[Task prompt] Copy, exactly and without additions, every line in the records below from the one holding "if self.current_ticket() != Some(completion.ticket)" through the one holding "task that ends", both ends included.

[Raw data]
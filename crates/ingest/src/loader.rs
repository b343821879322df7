use std::sync::Arc;

use foundation::bounds::GeoBounds;
use foundation::geo::Point;
use tokio::sync::mpsc;
use tokio::task::JoinHandle;
use tracing::{debug, warn};

use crate::error::IngestError;
use crate::source::PointSource;
use crate::state::PointData;

/// Identifies one `start` call. Only the newest ticket is honored.
#[derive(Debug, Copy, Clone, PartialEq, Eq, PartialOrd, Ord, Hash)]
pub struct FetchTicket(u64);

#[derive(Debug)]
pub struct FetchCompletion {
    pub ticket: FetchTicket,
    pub result: Result<Vec<Point>, IngestError>,
}

/// Runs fetches as Tokio tasks and funnels their results into `PointData`.
///
/// A new `start` supersedes the one in flight: the old task is aborted and,
/// should its completion already be queued, it is discarded on arrival.
pub struct PointLoader {
    source: Arc<dyn PointSource>,
    bounds: GeoBounds,
    next_ticket: u64,
    in_flight: Option<(FetchTicket, JoinHandle<()>)>,
    tx: mpsc::UnboundedSender<FetchCompletion>,
    rx: mpsc::UnboundedReceiver<FetchCompletion>,
}

impl PointLoader {
    pub fn new(source: Arc<dyn PointSource>, bounds: GeoBounds) -> Self {
        let (tx, rx) = mpsc::unbounded_channel();
        Self {
            source,
            bounds,
            next_ticket: 0,
            in_flight: None,
            tx,
            rx,
        }
    }

    pub fn is_pending(&self) -> bool {
        self.in_flight.is_some()
    }

    pub fn current_ticket(&self) -> Option<FetchTicket> {
        self.in_flight.as_ref().map(|(ticket, _)| *ticket)
    }

    /// Starts a fetch and marks `data` as loading.
    ///
    /// Must be called from within a Tokio runtime.
    pub fn start(&mut self, data: &mut PointData) -> FetchTicket {
        if let Some((old, handle)) = self.in_flight.take() {
            debug!(ticket = old.0, "superseding in-flight fetch");
            handle.abort();
        }

        self.next_ticket += 1;
        let ticket = FetchTicket(self.next_ticket);
        data.begin();

        let source = Arc::clone(&self.source);
        let bounds = self.bounds;
        let tx = self.tx.clone();
        let handle = tokio::spawn(async move {
            let result = source.fetch(bounds).await;
            // The receiver lives as long as the loader; a failed send means it is gone.
            let _ = tx.send(FetchCompletion { ticket, result });
        });
        self.in_flight = Some((ticket, handle));
        ticket
    }

    /// Applies `completion` if it belongs to the newest fetch.
    ///
    /// Returns `false` for stale completions, which leave `data` untouched.
    pub fn apply(&mut self, completion: FetchCompletion, data: &mut PointData) -> bool {
        if self.current_ticket() != Some(completion.ticket) {
            debug!(ticket = completion.ticket.0, "ignoring stale fetch completion");
            return false;
        }
        self.in_flight = None;
        if let Err(err) = &completion.result {
            warn!(%err, "point fetch failed");
        }
        data.finish(completion.result);
        true
    }

    /// Waits for the newest fetch and applies it.
    ///
    /// Returns `None` immediately when nothing is in flight. A task that ends
    /// without reporting back (a panicking source) settles as a network error.
    pub async fn settle(&mut self, data: &mut PointData) -> Option<FetchTicket> {
        loop {
            let (ticket, handle) = self.in_flight.as_mut()?;
            let ticket = *ticket;
            tokio::select! {
                biased;
                Some(completion) = self.rx.recv() => {
                    if self.apply(completion, data) {
                        return Some(ticket);
                    }
                }
                joined = handle => {
                    if let Err(err) = &joined
                        && !err.is_cancelled()
                    {
                        warn!(ticket = ticket.0, %err, "fetch task ended abnormally");
                    }
                    return self.poll(data);
                }
            }
        }
    }

    /// Applies whatever has already arrived without waiting.
    pub fn poll(&mut self, data: &mut PointData) -> Option<FetchTicket> {
        // Checked before draining: a finished task has queued its completion, if any.
        let finished = self
            .in_flight
            .as_ref()
            .is_some_and(|(_, handle)| handle.is_finished());

        let mut applied = None;
        while let Ok(completion) = self.rx.try_recv() {
            let ticket = completion.ticket;
            if self.apply(completion, data) {
                applied = Some(ticket);
            }
        }

        if finished && let Some(ticket) = self.current_ticket() {
            self.abandon(ticket, data);
            applied = Some(ticket);
        }
        applied
    }

    /// Settles a fetch whose task ended without sending a completion.
    fn abandon(&mut self, ticket: FetchTicket, data: &mut PointData) {
        let completion = FetchCompletion {
            ticket,
            result: Err(IngestError::Network("fetch task failed".into())),
        };
        self.apply(completion, data);
    }
}

#[cfg(test)]
mod tests {
    use std::sync::Arc;
    use std::sync::atomic::{AtomicUsize, Ordering};
    use std::time::Duration;

    use foundation::bounds::GeoBounds;
    use foundation::geo::{LonLat, Point};

    use super::{FetchCompletion, PointLoader};
    use crate::error::IngestError;
    use crate::source::{BoxFuture, PointSource};
    use crate::state::PointData;

    /// Serves scripted responses in call order, each after its own delay.
    struct ScriptedSource {
        calls: AtomicUsize,
        script: Vec<(u64, Result<Vec<Point>, IngestError>)>,
    }

    impl ScriptedSource {
        fn new(script: Vec<(u64, Result<Vec<Point>, IngestError>)>) -> Arc<Self> {
            Arc::new(Self {
                calls: AtomicUsize::new(0),
                script,
            })
        }
    }

    impl PointSource for ScriptedSource {
        fn fetch(&self, _bounds: GeoBounds) -> BoxFuture<'_, Result<Vec<Point>, IngestError>> {
            let n = self.calls.fetch_add(1, Ordering::SeqCst);
            let (delay_ms, result) = self.script[n].clone();
            Box::pin(async move {
                tokio::time::sleep(Duration::from_millis(delay_ms)).await;
                result
            })
        }
    }

    /// Panics inside the fetch task instead of returning.
    struct PanickingSource;

    fn explode() -> Result<Vec<Point>, IngestError> {
        panic!("source failed mid-fetch")
    }

    impl PointSource for PanickingSource {
        fn fetch(&self, _bounds: GeoBounds) -> BoxFuture<'_, Result<Vec<Point>, IngestError>> {
            Box::pin(async {
                tokio::task::yield_now().await;
                explode()
            })
        }
    }

    fn named(names: &[&str]) -> Vec<Point> {
        names
            .iter()
            .map(|n| Point::new(LonLat::new(-46.6, -23.5), *n))
            .collect()
    }

    fn bounds() -> GeoBounds {
        GeoBounds::new(-47.0, -46.0, -24.0, -23.0)
    }

    #[tokio::test]
    async fn successful_fetch_fills_data() {
        let source = ScriptedSource::new(vec![(0, Ok(named(&["a", "b"])))]);
        let mut loader = PointLoader::new(source, bounds());
        let mut data = PointData::new();

        let ticket = loader.start(&mut data);
        assert!(data.is_loading());
        assert_eq!(loader.settle(&mut data).await, Some(ticket));
        assert!(!data.is_loading());
        assert_eq!(data.points().len(), 2);
        assert!(!loader.is_pending());
        assert_eq!(loader.settle(&mut data).await, None);
    }

    #[tokio::test]
    async fn newer_fetch_supersedes_older() {
        let source = ScriptedSource::new(vec![
            (200, Ok(named(&["old"]))),
            (0, Ok(named(&["new-1", "new-2"]))),
        ]);
        let mut loader = PointLoader::new(source, bounds());
        let mut data = PointData::new();

        let first = loader.start(&mut data);
        // Let the first task call `fetch` before it is aborted.
        tokio::task::yield_now().await;
        let second = loader.start(&mut data);
        assert_ne!(first, second);

        assert_eq!(loader.settle(&mut data).await, Some(second));
        let names: Vec<&str> = data.points().iter().map(|p| p.name.as_str()).collect();
        assert_eq!(names, vec!["new-1", "new-2"]);
    }

    #[tokio::test]
    async fn stale_completion_is_ignored() {
        let source = ScriptedSource::new(vec![(0, Ok(named(&["a"]))), (0, Ok(named(&["b"])))]);
        let mut loader = PointLoader::new(source, bounds());
        let mut data = PointData::new();

        let first = loader.start(&mut data);
        loader.start(&mut data);
        let stale = FetchCompletion {
            ticket: first,
            result: Ok(named(&["stale"])),
        };
        assert!(!loader.apply(stale, &mut data));
        assert!(data.is_loading());
        assert!(data.points().is_empty());
    }

    #[tokio::test]
    async fn failure_is_recorded_as_text() {
        let source = ScriptedSource::new(vec![
            (0, Ok(named(&["a"]))),
            (0, Err(IngestError::Http(503))),
        ]);
        let mut loader = PointLoader::new(source, bounds());
        let mut data = PointData::new();

        loader.start(&mut data);
        loader.settle(&mut data).await;
        loader.start(&mut data);
        loader.settle(&mut data).await;

        assert_eq!(data.error(), Some("HTTP 503"));
        assert_eq!(data.points().len(), 1);
    }

    #[tokio::test]
    async fn panicking_source_settles_as_failure() {
        let mut loader = PointLoader::new(Arc::new(PanickingSource), bounds());
        let mut data = PointData::new();

        let ticket = loader.start(&mut data);
        let settled = tokio::time::timeout(Duration::from_secs(2), loader.settle(&mut data))
            .await
            .expect("settle must not hang");

        assert_eq!(settled, Some(ticket));
        assert!(!data.is_loading());
        assert_eq!(data.error(), Some("network error: fetch task failed"));
        assert!(!loader.is_pending());
    }

    #[tokio::test]
    async fn poll_reaps_a_task_that_died() {
        let mut loader = PointLoader::new(Arc::new(PanickingSource), bounds());
        let mut data = PointData::new();

        let ticket = loader.start(&mut data);
        tokio::time::sleep(Duration::from_millis(20)).await;

        assert_eq!(loader.poll(&mut data), Some(ticket));
        assert!(!data.is_loading());
        assert!(data.error().is_some());
        assert_eq!(loader.poll(&mut data), None);
    }
}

[Response to this exercise]
        if self.current_ticket() != Some(completion.ticket) {
            debug!(ticket = completion.ticket.0, "ignoring stale fetch completion");
            return false;
        }
        self.in_flight = None;
        if let Err(err) = &completion.result {
            warn!(%err, "point fetch failed");
        }
        data.finish(completion.result);
        true
    }

    /// Waits for the newest fetch and applies it.
    ///
    /// Returns `None` immediately when nothing is in flight. A task that ends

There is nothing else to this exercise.